Primary prophylaxis to prevent obstetric complications in asymptomatic women with antiphospholipid antibodies: a systematic review.

Olga Amengual; D. Fujita; Erika Ota; L Carmona; Kenji Oku; Mayumi Sugiura-Ogasawara; Atsuko Murashima; Tatsuya Atsumi

Objective Obstetric complications are common in patients with antiphospholipid syndrome. However, the impact of antiphosholipid antibodies (aPL) in the pregnancy outcomes of asymptomatic aPL carriers is uncertain. The aim of this systematic review is to assess whether primary prophylaxis is beneficial to prevent obstetric complications during pregnancy in asymptomatic women positive for aPL who have no history of recurrent pregnancy loss or intrauterine fetal death. Methods Studies evaluating the effect of prophylactic treatment versus no treatment in asymptomatic pregnant aPL carriers were identified in an electronic database search. Design, population and outcome homogeneity of studies was assessed and meta-analysis was performed.
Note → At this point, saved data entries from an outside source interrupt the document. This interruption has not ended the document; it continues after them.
//! TSB (Teunter-Syntetos-Babai) method for intermittent demand forecasting.
//!
//! TSB smooths the demand probability every period and the demand size on
//! demand periods only; the forecast is their product. Unlike Croston the
//! forecast decays towards zero when demand stops.

use super::{demand_accessors, demand_values, DemandFit, DemandPass};
use crate::core::{Forecast, TimeSeries};
use crate::error::{ForecastError, Result};
use crate::models::{Component, Forecaster};
use crate::utils::ParameterEstimate;

/// TSB method for intermittent demand forecasting.
#[derive(Debug, Clone, Default)]
pub struct Tsb {
    weights: Option<(f64, f64)>,
    fit: Option<DemandFit>,
}

impl Tsb {
    /// TSB model with both smoothing weights estimated from the data.
    pub fn new() -> Self {
        Self::default()
    }

    /// Use fixed weights for demand size and probability.
    pub fn with_params(mut self, alpha_size: f64, alpha_probability: f64) -> Self {
        self.weights = Some((
            alpha_size.clamp(0.01, 0.99),
            alpha_probability.clamp(0.01, 0.99),
        ));
        self
    }

    /// Demand probability after the last observation.
    pub fn probability(&self) -> Option<f64> {
        self.fit.as_ref().and_then(|f| {
            f.components
                .iter()
                .find(|c| c.name == "DEMAND_PROBABILITY")
                .and_then(|c| c.values.last().copied())
        })
    }

    fn pass(values: &[f64], alpha_size: f64, alpha_prob: f64) -> DemandPass {
        let n = values.len();
        let mut fitted = vec![f64::NAN; n];
        let mut sizes = vec![f64::NAN; n];
        let mut probabilities = vec![f64::NAN; n];
        let mut state: Option<(f64, f64)> = None;

        for t in 0..n {
            let demand = values[t] > 0.0;
            state = match state {
                None if demand => Some((values[t], 1.0 / (t + 1) as f64)),
                None => None,
                Some((z, p)) => {
                    fitted[t] = z * p;
                    if demand {
                        Some((z + alpha_size * (values[t] - z), p + alpha_prob * (1.0 - p)))
                    } else {
                        Some((z, p - alpha_prob * p))
                    }
                }
            };
            if let Some((z, p)) = state {
                sizes[t] = z;
                probabilities[t] = p;
            }
        }

        DemandPass {
            fitted,
            forecast: state.map_or(0.0, |(z, p)| z * p),
            components: vec![
                Component::new("DEMAND_SIZE", sizes),
                Component::new("DEMAND_PROBABILITY", probabilities),
            ],
        }
    }
}

impl Forecaster for Tsb {
    fn fit(&mut self, series: &TimeSeries) -> Result<()> {
        let values = demand_values(series)?;
        let fixed = self.weights.map(|(a, b)| vec![a, b]);
        self.fit = Some(DemandFit::estimate(
            series,
            &values,
            &["ALPHA_SIZE", "ALPHA_PROBABILITY"],
            fixed.as_deref(),
            |p| Self::pass(&values, p[0], p[1]),
        )?);
        Ok(())
    }

    demand_accessors!();

    fn name(&self) -> &str {
        "IDM(TSB)"
    }

    fn num_params(&self) -> usize {
        2
    }
}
The pooled Mantel–Haenszel relative risk of specific pregnancy outcomes was obtained using random effects models. Heterogeneity was measured with the I2 statistic. All analyses were conducted using Review Manager 5.3. Results Data from five studies involving 154 pregnancies were included and three studies were meta-analysed. The risk ratio and 95% confidence interval (CI) of live birth rates, preterm birth, low birth weight and overall pregnancy complications in treated and untreated pregnancies were 1.14 (0.18–7.31); 1.71 (0.32–8.98); 0.98 (0.07–13.54) and 2.15 (0.63–7.33),respectively. Results from the meta-analysis revealed that prophylactic treatment with aspirin is not superior to placebo to prevent pregnancy complications in asymptomatic aPL carriers. Conclusion This systematic review did not find evidence of the superiority of prophylactic treatment with aspirin compared to placebo or usual care to prevent unfavourable obstetric outcomes in otherwise healthy women with aPL during the first pregnancy.